=== TASK STATEMENT ===
Find every line containing "runs" in the records below and report the tally as a bare number.

=== DATA TO PROCESS ===
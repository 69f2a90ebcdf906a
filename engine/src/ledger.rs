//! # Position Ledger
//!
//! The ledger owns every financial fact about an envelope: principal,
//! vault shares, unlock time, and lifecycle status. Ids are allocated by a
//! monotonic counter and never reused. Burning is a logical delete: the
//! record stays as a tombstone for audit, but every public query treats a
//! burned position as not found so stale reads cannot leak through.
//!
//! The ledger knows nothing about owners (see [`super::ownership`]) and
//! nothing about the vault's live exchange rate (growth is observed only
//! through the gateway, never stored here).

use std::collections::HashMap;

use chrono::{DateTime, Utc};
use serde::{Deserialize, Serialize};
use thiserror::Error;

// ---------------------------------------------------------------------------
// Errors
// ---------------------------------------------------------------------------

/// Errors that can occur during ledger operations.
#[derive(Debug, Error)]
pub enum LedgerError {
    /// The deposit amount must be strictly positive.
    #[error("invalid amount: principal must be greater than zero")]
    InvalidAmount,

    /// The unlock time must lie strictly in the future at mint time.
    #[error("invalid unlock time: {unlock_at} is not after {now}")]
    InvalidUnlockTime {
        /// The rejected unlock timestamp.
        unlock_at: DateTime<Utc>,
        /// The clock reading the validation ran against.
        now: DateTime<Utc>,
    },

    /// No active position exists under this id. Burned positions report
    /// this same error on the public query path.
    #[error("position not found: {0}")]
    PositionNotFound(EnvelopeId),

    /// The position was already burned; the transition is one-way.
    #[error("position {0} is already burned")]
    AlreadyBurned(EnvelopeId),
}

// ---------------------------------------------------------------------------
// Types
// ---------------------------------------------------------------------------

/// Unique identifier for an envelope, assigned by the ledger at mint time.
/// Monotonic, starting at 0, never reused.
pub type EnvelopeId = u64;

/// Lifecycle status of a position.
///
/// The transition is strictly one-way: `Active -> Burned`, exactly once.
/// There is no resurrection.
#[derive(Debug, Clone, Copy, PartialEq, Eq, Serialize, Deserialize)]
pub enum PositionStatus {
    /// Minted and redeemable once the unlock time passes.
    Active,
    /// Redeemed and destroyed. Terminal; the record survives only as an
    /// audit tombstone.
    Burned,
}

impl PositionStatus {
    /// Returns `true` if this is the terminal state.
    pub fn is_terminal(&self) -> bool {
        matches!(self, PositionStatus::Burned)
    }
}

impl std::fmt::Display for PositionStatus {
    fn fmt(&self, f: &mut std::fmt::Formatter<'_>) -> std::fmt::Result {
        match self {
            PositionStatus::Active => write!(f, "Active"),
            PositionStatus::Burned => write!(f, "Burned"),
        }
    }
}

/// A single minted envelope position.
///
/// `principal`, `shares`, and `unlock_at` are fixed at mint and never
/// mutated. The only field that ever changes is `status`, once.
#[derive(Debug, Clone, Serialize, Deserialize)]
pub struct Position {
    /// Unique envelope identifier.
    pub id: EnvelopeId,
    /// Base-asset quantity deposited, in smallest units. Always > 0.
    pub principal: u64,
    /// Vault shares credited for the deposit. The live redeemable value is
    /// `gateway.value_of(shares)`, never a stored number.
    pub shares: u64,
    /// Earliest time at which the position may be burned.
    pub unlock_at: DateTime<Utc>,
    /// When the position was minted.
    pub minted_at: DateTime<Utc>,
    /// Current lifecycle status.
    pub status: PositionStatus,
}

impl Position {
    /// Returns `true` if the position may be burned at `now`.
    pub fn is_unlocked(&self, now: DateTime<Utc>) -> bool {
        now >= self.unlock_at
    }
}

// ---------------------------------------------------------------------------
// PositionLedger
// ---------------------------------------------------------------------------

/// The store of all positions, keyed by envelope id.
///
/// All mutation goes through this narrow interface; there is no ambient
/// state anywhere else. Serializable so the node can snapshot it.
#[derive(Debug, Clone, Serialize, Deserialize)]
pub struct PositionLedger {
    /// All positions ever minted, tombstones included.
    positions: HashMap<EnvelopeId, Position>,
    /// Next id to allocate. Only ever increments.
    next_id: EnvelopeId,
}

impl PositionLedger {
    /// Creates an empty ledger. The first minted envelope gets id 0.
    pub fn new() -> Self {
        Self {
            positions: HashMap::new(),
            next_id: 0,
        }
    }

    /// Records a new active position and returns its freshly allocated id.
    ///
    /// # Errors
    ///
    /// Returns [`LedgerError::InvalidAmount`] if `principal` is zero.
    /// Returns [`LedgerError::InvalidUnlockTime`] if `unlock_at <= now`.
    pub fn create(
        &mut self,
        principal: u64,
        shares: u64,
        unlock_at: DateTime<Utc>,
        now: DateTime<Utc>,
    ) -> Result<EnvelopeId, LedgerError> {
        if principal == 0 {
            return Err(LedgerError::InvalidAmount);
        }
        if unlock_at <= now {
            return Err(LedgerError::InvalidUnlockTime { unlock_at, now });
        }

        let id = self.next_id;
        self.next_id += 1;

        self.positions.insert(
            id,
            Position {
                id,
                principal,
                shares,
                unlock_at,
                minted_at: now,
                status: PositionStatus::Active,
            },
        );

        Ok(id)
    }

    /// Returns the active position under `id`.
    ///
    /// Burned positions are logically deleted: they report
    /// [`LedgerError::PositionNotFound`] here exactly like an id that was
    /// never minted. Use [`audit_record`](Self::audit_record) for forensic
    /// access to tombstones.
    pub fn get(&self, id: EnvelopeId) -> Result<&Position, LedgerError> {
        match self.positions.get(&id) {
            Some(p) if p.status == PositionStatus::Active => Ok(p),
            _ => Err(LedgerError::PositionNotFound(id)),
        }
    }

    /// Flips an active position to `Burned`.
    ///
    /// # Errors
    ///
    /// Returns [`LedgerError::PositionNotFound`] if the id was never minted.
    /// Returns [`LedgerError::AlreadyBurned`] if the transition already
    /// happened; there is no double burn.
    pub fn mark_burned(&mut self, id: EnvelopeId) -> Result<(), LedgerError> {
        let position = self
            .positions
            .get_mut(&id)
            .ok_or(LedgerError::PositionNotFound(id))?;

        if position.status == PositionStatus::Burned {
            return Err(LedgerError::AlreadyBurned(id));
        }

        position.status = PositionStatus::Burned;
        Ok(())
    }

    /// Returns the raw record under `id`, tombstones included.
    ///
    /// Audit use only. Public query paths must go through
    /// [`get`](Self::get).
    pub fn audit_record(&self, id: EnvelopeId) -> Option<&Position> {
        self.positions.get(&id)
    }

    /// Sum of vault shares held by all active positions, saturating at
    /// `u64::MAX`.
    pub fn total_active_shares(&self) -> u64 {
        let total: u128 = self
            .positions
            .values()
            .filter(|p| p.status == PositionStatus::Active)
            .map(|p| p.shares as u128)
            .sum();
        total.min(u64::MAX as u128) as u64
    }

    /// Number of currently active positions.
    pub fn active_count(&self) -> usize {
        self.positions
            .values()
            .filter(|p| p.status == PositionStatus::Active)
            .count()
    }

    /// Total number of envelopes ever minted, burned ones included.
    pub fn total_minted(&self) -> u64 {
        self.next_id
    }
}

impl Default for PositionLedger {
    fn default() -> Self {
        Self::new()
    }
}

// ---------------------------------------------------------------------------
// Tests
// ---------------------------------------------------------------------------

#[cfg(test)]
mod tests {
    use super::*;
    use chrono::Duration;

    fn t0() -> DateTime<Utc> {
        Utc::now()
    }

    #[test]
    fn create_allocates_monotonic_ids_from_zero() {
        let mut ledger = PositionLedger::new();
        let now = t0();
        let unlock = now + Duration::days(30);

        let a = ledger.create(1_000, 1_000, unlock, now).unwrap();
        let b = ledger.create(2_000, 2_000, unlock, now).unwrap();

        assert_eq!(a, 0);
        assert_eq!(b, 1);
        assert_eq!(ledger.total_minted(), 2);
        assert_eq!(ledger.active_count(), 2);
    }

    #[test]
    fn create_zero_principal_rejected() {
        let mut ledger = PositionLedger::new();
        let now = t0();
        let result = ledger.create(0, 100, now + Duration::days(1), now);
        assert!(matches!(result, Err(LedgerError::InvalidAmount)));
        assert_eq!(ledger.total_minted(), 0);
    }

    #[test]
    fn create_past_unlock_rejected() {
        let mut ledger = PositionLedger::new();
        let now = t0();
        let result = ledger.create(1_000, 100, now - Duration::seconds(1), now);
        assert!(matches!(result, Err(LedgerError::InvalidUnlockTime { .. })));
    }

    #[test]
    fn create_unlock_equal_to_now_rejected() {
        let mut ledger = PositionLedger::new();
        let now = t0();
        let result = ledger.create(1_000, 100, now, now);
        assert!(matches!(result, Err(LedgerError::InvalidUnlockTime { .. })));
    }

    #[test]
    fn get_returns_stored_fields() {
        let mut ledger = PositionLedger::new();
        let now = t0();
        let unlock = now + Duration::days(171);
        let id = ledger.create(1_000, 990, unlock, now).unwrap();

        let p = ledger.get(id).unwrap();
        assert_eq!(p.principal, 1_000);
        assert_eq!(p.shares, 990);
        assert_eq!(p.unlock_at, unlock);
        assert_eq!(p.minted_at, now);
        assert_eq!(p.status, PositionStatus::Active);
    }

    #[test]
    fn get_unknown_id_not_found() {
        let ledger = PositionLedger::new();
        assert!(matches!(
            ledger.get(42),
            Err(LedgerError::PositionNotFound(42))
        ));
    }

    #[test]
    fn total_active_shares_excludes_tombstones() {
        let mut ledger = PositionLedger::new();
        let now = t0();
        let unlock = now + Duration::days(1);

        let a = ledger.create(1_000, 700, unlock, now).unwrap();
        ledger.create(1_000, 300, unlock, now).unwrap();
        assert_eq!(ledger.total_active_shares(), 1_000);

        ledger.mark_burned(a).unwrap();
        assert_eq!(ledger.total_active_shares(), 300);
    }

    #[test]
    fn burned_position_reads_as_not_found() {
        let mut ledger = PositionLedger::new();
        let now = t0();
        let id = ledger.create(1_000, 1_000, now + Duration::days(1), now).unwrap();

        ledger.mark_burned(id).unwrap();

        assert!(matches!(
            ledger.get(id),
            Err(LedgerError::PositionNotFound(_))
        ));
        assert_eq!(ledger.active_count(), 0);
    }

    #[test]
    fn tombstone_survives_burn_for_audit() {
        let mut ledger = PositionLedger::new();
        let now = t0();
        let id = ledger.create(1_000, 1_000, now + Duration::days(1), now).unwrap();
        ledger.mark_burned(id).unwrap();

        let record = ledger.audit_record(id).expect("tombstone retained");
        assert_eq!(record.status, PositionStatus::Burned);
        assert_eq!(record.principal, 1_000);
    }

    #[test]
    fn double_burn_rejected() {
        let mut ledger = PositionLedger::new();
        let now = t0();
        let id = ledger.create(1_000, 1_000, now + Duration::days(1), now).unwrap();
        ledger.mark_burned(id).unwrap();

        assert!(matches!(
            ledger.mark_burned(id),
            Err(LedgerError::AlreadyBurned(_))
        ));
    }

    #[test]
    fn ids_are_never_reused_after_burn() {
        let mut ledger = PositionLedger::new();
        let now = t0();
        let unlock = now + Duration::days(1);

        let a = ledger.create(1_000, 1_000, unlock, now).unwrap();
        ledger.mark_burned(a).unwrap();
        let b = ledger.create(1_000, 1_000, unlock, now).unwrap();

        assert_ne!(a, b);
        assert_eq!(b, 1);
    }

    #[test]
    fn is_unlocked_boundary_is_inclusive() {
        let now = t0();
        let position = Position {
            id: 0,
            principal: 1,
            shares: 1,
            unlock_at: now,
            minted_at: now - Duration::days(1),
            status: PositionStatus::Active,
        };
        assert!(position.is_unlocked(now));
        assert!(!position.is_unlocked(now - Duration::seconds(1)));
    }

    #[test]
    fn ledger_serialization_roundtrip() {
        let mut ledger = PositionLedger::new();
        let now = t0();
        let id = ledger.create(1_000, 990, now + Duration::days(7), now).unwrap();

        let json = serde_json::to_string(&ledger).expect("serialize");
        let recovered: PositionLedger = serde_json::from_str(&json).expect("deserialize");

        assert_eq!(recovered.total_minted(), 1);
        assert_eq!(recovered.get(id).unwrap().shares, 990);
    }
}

--

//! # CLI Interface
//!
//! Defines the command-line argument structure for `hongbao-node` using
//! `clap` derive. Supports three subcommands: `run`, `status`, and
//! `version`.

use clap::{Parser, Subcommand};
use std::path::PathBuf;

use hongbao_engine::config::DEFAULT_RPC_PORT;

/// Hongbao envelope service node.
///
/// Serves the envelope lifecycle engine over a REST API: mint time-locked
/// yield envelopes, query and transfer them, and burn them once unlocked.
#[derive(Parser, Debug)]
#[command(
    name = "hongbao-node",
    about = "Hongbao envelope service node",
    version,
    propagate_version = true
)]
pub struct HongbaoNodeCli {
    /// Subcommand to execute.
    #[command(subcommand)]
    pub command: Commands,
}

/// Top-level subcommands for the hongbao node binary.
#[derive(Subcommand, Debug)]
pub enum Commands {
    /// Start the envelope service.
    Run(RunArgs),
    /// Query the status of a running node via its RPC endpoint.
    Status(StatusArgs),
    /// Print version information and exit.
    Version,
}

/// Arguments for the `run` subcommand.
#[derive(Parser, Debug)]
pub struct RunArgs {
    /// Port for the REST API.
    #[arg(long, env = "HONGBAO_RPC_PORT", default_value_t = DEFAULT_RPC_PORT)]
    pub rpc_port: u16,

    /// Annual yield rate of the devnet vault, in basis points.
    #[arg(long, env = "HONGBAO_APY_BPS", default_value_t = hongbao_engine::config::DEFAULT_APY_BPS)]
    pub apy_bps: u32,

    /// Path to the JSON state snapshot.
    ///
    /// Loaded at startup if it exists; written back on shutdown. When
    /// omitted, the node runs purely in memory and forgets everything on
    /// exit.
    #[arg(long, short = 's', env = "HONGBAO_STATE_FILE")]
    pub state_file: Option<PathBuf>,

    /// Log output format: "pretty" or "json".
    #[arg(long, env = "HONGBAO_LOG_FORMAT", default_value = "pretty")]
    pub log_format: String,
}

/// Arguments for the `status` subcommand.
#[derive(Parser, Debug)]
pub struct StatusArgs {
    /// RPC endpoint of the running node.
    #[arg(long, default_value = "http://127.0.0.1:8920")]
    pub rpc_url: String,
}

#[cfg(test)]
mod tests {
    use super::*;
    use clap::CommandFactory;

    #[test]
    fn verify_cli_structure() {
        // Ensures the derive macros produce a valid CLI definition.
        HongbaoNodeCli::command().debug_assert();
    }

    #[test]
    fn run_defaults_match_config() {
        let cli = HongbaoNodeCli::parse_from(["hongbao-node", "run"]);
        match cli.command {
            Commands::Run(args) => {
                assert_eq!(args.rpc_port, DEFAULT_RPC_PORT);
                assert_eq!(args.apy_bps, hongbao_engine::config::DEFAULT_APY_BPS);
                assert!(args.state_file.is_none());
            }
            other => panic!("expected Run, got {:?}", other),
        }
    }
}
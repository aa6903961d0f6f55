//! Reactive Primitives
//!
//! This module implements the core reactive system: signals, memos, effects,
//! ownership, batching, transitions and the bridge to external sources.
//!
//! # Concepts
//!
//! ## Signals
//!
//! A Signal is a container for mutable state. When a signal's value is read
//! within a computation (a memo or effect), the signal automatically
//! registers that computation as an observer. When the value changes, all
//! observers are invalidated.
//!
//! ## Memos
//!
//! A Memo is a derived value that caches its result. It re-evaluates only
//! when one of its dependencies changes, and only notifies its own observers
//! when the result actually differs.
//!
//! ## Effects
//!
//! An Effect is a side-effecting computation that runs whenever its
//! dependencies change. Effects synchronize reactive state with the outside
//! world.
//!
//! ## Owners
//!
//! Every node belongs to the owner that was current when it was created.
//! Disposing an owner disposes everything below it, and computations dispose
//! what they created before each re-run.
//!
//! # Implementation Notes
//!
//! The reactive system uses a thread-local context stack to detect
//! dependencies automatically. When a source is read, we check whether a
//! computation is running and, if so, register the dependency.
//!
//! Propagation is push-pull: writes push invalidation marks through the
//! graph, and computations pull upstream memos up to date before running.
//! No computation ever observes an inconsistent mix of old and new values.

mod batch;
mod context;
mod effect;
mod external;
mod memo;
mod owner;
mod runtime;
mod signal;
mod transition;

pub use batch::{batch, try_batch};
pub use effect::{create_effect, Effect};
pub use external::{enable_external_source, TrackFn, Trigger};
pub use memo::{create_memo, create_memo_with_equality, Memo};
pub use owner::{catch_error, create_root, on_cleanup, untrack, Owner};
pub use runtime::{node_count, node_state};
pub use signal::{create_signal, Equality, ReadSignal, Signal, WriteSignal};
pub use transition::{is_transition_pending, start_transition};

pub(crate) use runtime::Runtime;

=== ANSWER BOX ===
2